粉ミルクは、水道水で調乳するようにつくられているため、市販の水のうちミネラルを強化したミネラルウォーターや、海外で採水された天然水で調乳すると、ミルクのミネラルのバランスがくずれてしまう場合もあるようです。こういったものを与えると、赤ちゃんの健康(特に腎臓)にも悪影響となる場合もあります。
読売オンラインより(該当部分転載)
粉ミルクを溶かすのにミネラルウオーターを使う際は、水の「硬度」(カルシウムなどミネラルの含有程度)に注意が必要だ。硬度が高いとミネラルが過剰になり、腎臓に負担がかかる。輸入品には硬度の高い商品(硬水)もあり、商品表示を確かめたい。販売会社の「ビーンスターク・スノー」は、「硬度300以下を使うように」勧めている。
(2011年3月24日00時37分 読売新聞)
http://www.yomiuri.co.jp/feature/20110316-866921/news/20110323-OYT1T00944.htm
(コトろぐにて紹介されていました)
明治乳業が提供する妊娠・出産・育児の総合情報サイトより
(該当部分を順番を入れ替えて転載)
最近水に対する関心が大変高まり、コナミルクを”ミネラルウォーター”で調乳するお母さんが現れました。一口にミネラルウォーターと言っても、水割り用にミネラルを強化したものから、ただの湧き水といったものまで千差万別です。
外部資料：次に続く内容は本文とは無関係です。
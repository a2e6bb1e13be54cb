//! Terminal spinner reporting remote operation progress.

use std::time::Duration;

use cfgsync_git::Progress;
use indicatif::{ProgressBar, ProgressStyle};

use crate::output;

/// Spinner shown while talking to the upstream; hidden in quiet mode.
pub struct Spinner {
    bar: ProgressBar,
}

impl Spinner {
    /// Start a spinner with an initial message.
    pub fn start(message: &str) -> Self {
        let bar = if output::is_quiet() {
            ProgressBar::hidden()
        } else {
            let bar = ProgressBar::new_spinner();
            bar.set_style(
                ProgressStyle::with_template("{spinner:.cyan} {msg} {prefix:.dim}")
                    .unwrap_or_else(|_| ProgressStyle::default_spinner()),
            );
            bar.enable_steady_tick(Duration::from_millis(100));
            bar
        };
        bar.set_message(message.to_string());
        Self { bar }
    }

    /// Remove the spinner from the terminal.
    pub fn finish(&self) {
        self.bar.finish_and_clear();
    }
}

impl Progress for Spinner {
    fn set_text(&self, text: &str) {
        self.bar.set_prefix("");
        self.bar.set_message(text.to_string());
    }

    fn set_fraction(&self, fraction: f64) {
        self.bar.set_prefix(format!("{:.0}%", fraction * 100.0));
    }
}

impl Drop for Spinner {
    fn drop(&mut self) {
        self.finish();
    }
}
//! Configuration management for cfgsync.

use std::fs;
use std::path::{Path, PathBuf};

use cfgsync_git::Identity;
use serde::{Deserialize, Serialize};

use crate::error::Result;

/// File name of the configuration, inside the repository's `.git` directory.
pub const CONFIG_FILE: &str = "cfgsync.toml";

/// cfgsync configuration loaded from `.git/cfgsync.toml`.
#[derive(Debug, Clone, Default, PartialEq, Eq, Serialize, Deserialize)]
pub struct Config {
    /// Upstream remote settings.
    #[serde(default)]
    pub upstream: UpstreamConfig,

    /// Commit authoring settings.
    #[serde(default)]
    pub commit: CommitConfig,
}

impl Config {
    /// Path of the configuration file for the repository at `workdir`.
    #[must_use]
    pub fn path_for(workdir: impl AsRef<Path>) -> PathBuf {
        workdir.as_ref().join(".git").join(CONFIG_FILE)
    }

    /// Load config from a TOML file.
    ///
    /// # Errors
    /// Returns error if file can't be read or parsed.
    pub fn load(path: impl AsRef<Path>) -> Result<Self> {
        let path = path.as_ref();
        if !path.exists() {
            return Ok(Self::default());
        }

        let content = fs::read_to_string(path)?;
        let config: Self = toml::from_str(&content)?;
        Ok(config)
    }

    /// Save config to a TOML file.
    ///
    /// # Errors
    /// Returns error if serialization or write fails.
    pub fn save(&self, path: impl AsRef<Path>) -> Result<()> {
        let content = toml::to_string_pretty(self)?;
        fs::write(path, content)?;
        Ok(())
    }

    /// Identity used for commits when git config has none.
    #[must_use]
    pub fn identity(&self) -> Identity {
        let fallback = Identity::default();
        Identity {
            name: self.commit.author_name.clone().unwrap_or(fallback.name),
            email: self.commit.author_email.clone().unwrap_or(fallback.email),
        }
    }
}

/// Which remote and branch to synchronize with.
#[derive(Debug, Clone, PartialEq, Eq, Serialize, Deserialize)]
pub struct UpstreamConfig {
    /// Remote name.
    #[serde(default = "default_remote")]
    pub remote: String,

    /// Branch on the remote.
    #[serde(default = "default_branch")]
    pub branch: String,
}

impl Default for UpstreamConfig {
    fn default() -> Self {
        Self {
            remote: default_remote(),
            branch: default_branch(),
        }
    }
}

fn default_remote() -> String {
    "origin".into()
}

fn default_branch() -> String {
    "master".into()
}

/// Commit authoring settings.
#[derive(Debug, Clone, PartialEq, Eq, Serialize, Deserialize)]
pub struct CommitConfig {
    /// Author name, used when git config has no `user.name`.
    #[serde(skip_serializing_if = "Option::is_none")]
    pub author_name: Option<String>,

    /// Author email, used when git config has no `user.email`.
    #[serde(skip_serializing_if = "Option::is_none")]
    pub author_email: Option<String>,

    /// Prefix put in front of every commit message.
    #[serde(default = "default_message_prefix")]
    pub message_prefix: String,
}

impl Default for CommitConfig {
    fn default() -> Self {
        Self {
            author_name: None,
            author_email: None,
            message_prefix: default_message_prefix(),
        }
    }
}

fn default_message_prefix() -> String {
    "cfgsync: ".into()
}
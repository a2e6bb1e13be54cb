//! Shell completion generation.

use std::io;

use clap::CommandFactory;
use clap_complete::{Shell, generate};

use super::Cli;

/// Generate shell completions and print to stdout.
#[allow(clippy::unnecessary_wraps)]
pub fn run(shell: Shell) -> anyhow::Result<()> {
    let mut cmd = Cli::command();
    generate(shell, &mut cmd, "cfgsync", &mut io::stdout());
    Ok(())
}
//! `cfgsync upstream` command - Show, set or remove the upstream.

use anyhow::Result;

use super::GlobalArgs;
use super::utils;
use crate::output;

/// Run the upstream command.
pub fn run(global: &GlobalArgs, url: Option<&str>, branch: Option<&str>, unset: bool) -> Result<()> {
    let manager = utils::open_manager(global)?;

    if unset {
        manager.set_upstream(None, None)?;
        output::success("Upstream removed");
        return Ok(());
    }

    let Some(url) = url else {
        match manager.upstream()? {
            Some(current) => output::essential(&current),
            None => output::info("No upstream configured"),
        }
        return Ok(());
    };

    manager.set_upstream(Some(url), branch)?;
    match manager.upstream()? {
        Some(current) => output::success(&format!(
            "Upstream set to {current} ({})",
            branch.unwrap_or(&manager.config().upstream.branch)
        )),
        None => output::success("Upstream removed"),
    }
    Ok(())
}
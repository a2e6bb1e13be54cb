//! Moving directories inside the repository in a single commit.

use std::fs::{self, DirEntry};
use std::io;
use std::path::Path;

use cfgsync_git::{GitOps, checked_path};

use crate::error::Result;
use crate::manager::SyncManager;

/// Body of the commit produced by [`SyncManager::rename_directory`].
pub const RENAME_COMMIT_MESSAGE: &str = "Get rid of $ROOT_CONFIG$";

impl SyncManager {
    /// Move the contents of each old directory to its new location, `None`
    /// meaning the repository root, and record everything in one commit.
    ///
    /// Hidden entries are deleted instead of moved. A file that can't be
    /// moved or deleted is logged and skipped. A legacy path that is a plain
    /// file is deleted and dropped from the index.
    ///
    /// Every path is validated before anything on disk is touched.
    ///
    /// Returns whether a commit was made.
    ///
    /// # Errors
    /// Returns `InvalidPath` if a path is absolute, climbs with `..` or
    /// points into `.git`; otherwise error if the index can't be updated
    /// or the commit fails.
    pub fn rename_directory(&self, pairs: &[(&str, Option<&str>)]) -> Result<bool> {
        for &(old_path, new_path) in pairs {
            checked_path(old_path)?;
            if let Some(new_path) = new_path {
                checked_path(new_path)?;
            }
        }

        let _guard = self.lock_history();
        let dir = self.dir();

        let mut to_add = Vec::new();
        let mut to_remove = Vec::new();
        let mut moved_directories = false;
        for &(old_path, new_path) in pairs {
            let old = dir.join(old_path);
            if !old.exists() {
                continue;
            }
            log::info!("rename {old_path} to {}", new_path.unwrap_or("<root>"));

            if old.is_dir() {
                let target = new_path.map_or_else(|| dir.clone(), |path| dir.join(path));
                match fs::read_dir(&old) {
                    Ok(entries) => {
                        for entry in entries {
                            match move_entry(entry, &target, new_path) {
                                Ok(Some(added)) => to_add.push(added),
                                Ok(None) => {}
                                Err(e) => log::error!("failed to move entry of {old_path}: {e}"),
                            }
                        }
                        moved_directories = true;
                    }
                    Err(e) => {
                        log::error!("cannot list {old_path}: {e}");
                        continue;
                    }
                }
            }
            to_remove.push(old_path.to_string());

            if let Err(e) = remove_path(&old) {
                log::error!("cannot remove {old_path}: {e}");
            }
        }

        if to_add.is_empty() && to_remove.is_empty() {
            return Ok(false);
        }

        self.handle().with(|repo| {
            let removed = repo.remove_from_index(&to_remove)?;
            repo.stage_paths(&to_add)?;
            log::debug!(
                "removed {removed} index entries, staged {} moved paths",
                to_add.len()
            );
            if to_add.is_empty() && !moved_directories && removed == 0 {
                log::debug!("legacy paths were never tracked, nothing to commit");
                return Ok(false);
            }

            let message = self.formatter().message(RENAME_COMMIT_MESSAGE);
            let oid = repo.commit_index(&message, &self.config().identity())?;
            log::info!("committed directory rename as {oid}");
            Ok(true)
        })
    }
}

/// Move one directory entry into `target`, or delete it when hidden.
///
/// Returns the entry's new logical path when it was moved.
fn move_entry(
    entry: io::Result<DirEntry>,
    target: &Path,
    new_path: Option<&str>,
) -> io::Result<Option<String>> {
    let entry = entry?;
    let name = entry.file_name().to_string_lossy().into_owned();
    if name.starts_with('.') {
        remove_path(&entry.path())?;
        return Ok(None);
    }

    fs::create_dir_all(target)?;
    fs::rename(entry.path(), target.join(&name))?;
    Ok(Some(match new_path {
        Some(prefix) => format!("{prefix}/{name}"),
        None => name,
    }))
}

fn remove_path(path: &Path) -> io::Result<()> {
    let removed = if path.is_dir() {
        fs::remove_dir_all(path)
    } else {
        fs::remove_file(path)
    };
    match removed {
        Err(e) if e.kind() == io::ErrorKind::NotFound => Ok(()),
        other => other,
    }
}

#[cfg(test)]
#[allow(clippy::unwrap_used)]
mod tests {
    use super::*;
    use std::sync::Arc;

    use cfgsync_git::StaticCredentialsStore;
    use tempfile::TempDir;

    use crate::config::Config;

    fn manager(dir: &Path) -> SyncManager {
        let manager = SyncManager::new(
            dir,
            Arc::new(StaticCredentialsStore::new()),
            Config::default(),
            None,
        );
        manager.create_repository_if_need().unwrap();
        manager
    }

    #[test]
    fn test_missing_directories_do_nothing() {
        let temp = TempDir::new().unwrap();
        let manager = manager(temp.path());
        assert!(!manager.rename_directory(&[("nope", Some("new"))]).unwrap());
    }

    #[test]
    fn test_hidden_entry_deleted() {
        let temp = TempDir::new().unwrap();
        let old = temp.path().join("old");
        fs::create_dir_all(&old).unwrap();
        fs::write(old.join(".hidden"), b"x").unwrap();

        let target = temp.path().join("new");
        let moved = move_entry(fs::read_dir(&old).unwrap().next().unwrap(), &target, Some("new")).unwrap();
        assert_eq!(moved, None);
        assert!(!old.join(".hidden").exists());
        assert!(!target.exists());
    }

    #[test]
    fn test_entry_moved_to_root() {
        let temp = TempDir::new().unwrap();
        let old = temp.path().join("old");
        fs::create_dir_all(&old).unwrap();
        fs::write(old.join("ui.xml"), b"x").unwrap();

        let moved = move_entry(fs::read_dir(&old).unwrap().next().unwrap(), temp.path(), None).unwrap();
        assert_eq!(moved.as_deref(), Some("ui.xml"));
        assert!(temp.path().join("ui.xml").exists());
    }
}
//! `cfgsync push` command - Push local commits upstream.

use anyhow::{Result, bail};
use cfgsync_git::PushReport;

use super::GlobalArgs;
use super::utils;
use crate::output;
use crate::progress::Spinner;

/// Run the push command.
pub fn run(global: &GlobalArgs) -> Result<()> {
    let manager = utils::open_manager(global)?;
    utils::require_upstream(&manager)?;

    let spinner = Spinner::start("Pushing");
    let reports = manager.push(Some(&spinner));
    spinner.finish();

    print_reports(&reports?)
}

/// Print per-ref results; fails when the upstream rejected anything.
pub fn print_reports(reports: &[PushReport]) -> Result<()> {
    if reports.is_empty() {
        output::warn("Nothing to push - HEAD is not on a branch");
        return Ok(());
    }

    let mut rejected = 0;
    for report in reports {
        for update in &report.updates {
            match &update.rejection {
                None => output::success(&format!("{} → {}", update.refname, report.endpoint)),
                Some(reason) => {
                    rejected += 1;
                    output::warn(&format!("{} rejected: {reason}", update.refname));
                }
            }
        }
    }

    if rejected > 0 {
        bail!("Upstream rejected {rejected} ref(s) - run `cfgsync pull` first");
    }
    Ok(())
}
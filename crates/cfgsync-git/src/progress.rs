//! Progress reporting and cooperative cancellation.

use std::sync::atomic::{AtomicBool, Ordering};

/// Progress sink and cancellation token for long-running remote operations.
///
/// Cancellation is cooperative: it is polled before every transport attempt
/// and between ref updates, never in the middle of a pack transfer.
pub trait Progress: Send + Sync {
    /// Whether the caller asked to stop.
    fn is_cancelled(&self) -> bool {
        false
    }

    /// Update the human-readable status text.
    fn set_text(&self, _text: &str) {}

    /// Report a fraction of work done, in `0.0..=1.0`.
    fn set_fraction(&self, _fraction: f64) {}
}

/// Progress token that reports nothing and never cancels.
#[derive(Debug, Default, Clone, Copy)]
pub struct NoProgress;

impl Progress for NoProgress {}

/// Resolve an optional token, falling back to [`NoProgress`].
#[must_use]
pub fn or_noop(progress: Option<&dyn Progress>) -> &dyn Progress {
    progress.unwrap_or(&NoProgress)
}

/// A token that can be cancelled from another thread.
#[derive(Debug, Default)]
pub struct CancellationFlag {
    cancelled: AtomicBool,
}

impl CancellationFlag {
    /// Create a token that is not cancelled.
    #[must_use]
    pub const fn new() -> Self {
        Self {
            cancelled: AtomicBool::new(false),
        }
    }

    /// Request cancellation.
    pub fn cancel(&self) {
        self.cancelled.store(true, Ordering::SeqCst);
    }
}

impl Progress for CancellationFlag {
    fn is_cancelled(&self) -> bool {
        self.cancelled.load(Ordering::SeqCst)
    }
}
//! `cfgsync add` / `cfgsync rm` commands - Stage settings files.

use std::fs;
use std::io::{self, Read};
use std::path::Path;

use anyhow::{Context, Result};

use super::GlobalArgs;
use super::utils;
use crate::output;

/// Write content at `path` and stage it.
pub fn add(global: &GlobalArgs, path: &str, from: Option<&Path>) -> Result<()> {
    let manager = utils::open_manager(global)?;

    let content = match from {
        Some(file) => {
            fs::read(file).with_context(|| format!("Failed to read {}", file.display()))?
        }
        None => {
            let mut buf = Vec::new();
            io::stdin()
                .read_to_end(&mut buf)
                .context("Failed to read stdin")?;
            buf
        }
    };

    manager.add_to_index(path, &content)?;
    output::success(&format!("Staged {path} ({} bytes)", content.len()));
    Ok(())
}

/// Remove `path` from the working tree and the index.
pub fn remove(global: &GlobalArgs, path: &str, recursive: bool) -> Result<()> {
    let manager = utils::open_manager(global)?;
    manager.delete_from_index(path, !recursive)?;
    output::success(&format!("Removed {path}"));
    Ok(())
}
過去には、”調乳用”とうたっているにもかかわらずミネラル含量の極めて高いものがありました。コナミルクのミネラル量は、水道水あるいは一般的な井戸水程度の硬度のもので調乳されることを想定し調製されています。どうしても容器入り飲料水を購入してコナミルクを溶かすという場合には、表示されているミネラル量の数値を比較して、是非”ミネラルの多くない”ごく”自然の水”を選んで下さい。さもないと、せっかくの脱塩の努力が無駄になってしまいます。
過剰に摂ったミネラルは、赤ちゃんの未熟な腎臓を通して体外へ排泄されなければなりません。しかし赤ちゃんの腎臓は未熟で、大人のように濃いオシッコを作ることができません。腎濃縮力が大人の半分、つまり、余分に摂った不要のミネラルを体外に排泄するのに、大人の倍量の水が必要なのです。
ミネラルの多い濃いミルクを与えられていた時代には、オシッコとして使わなければならない水の量が多かったために、気温が高く、汗としてあるいは呼気中に出ていく水の量が増える夏季などには、水不足を起こし、発熱する例が見られました。そのものズバリ、「夏季熱」と呼ばれました。現在のミルクでは、電気透析などの技術によって、母乳のミネラルバランスを参考にしながら、ミネラルを十分減らし、「予備水分量」が十分確保されていますので、このような心配はまずありません。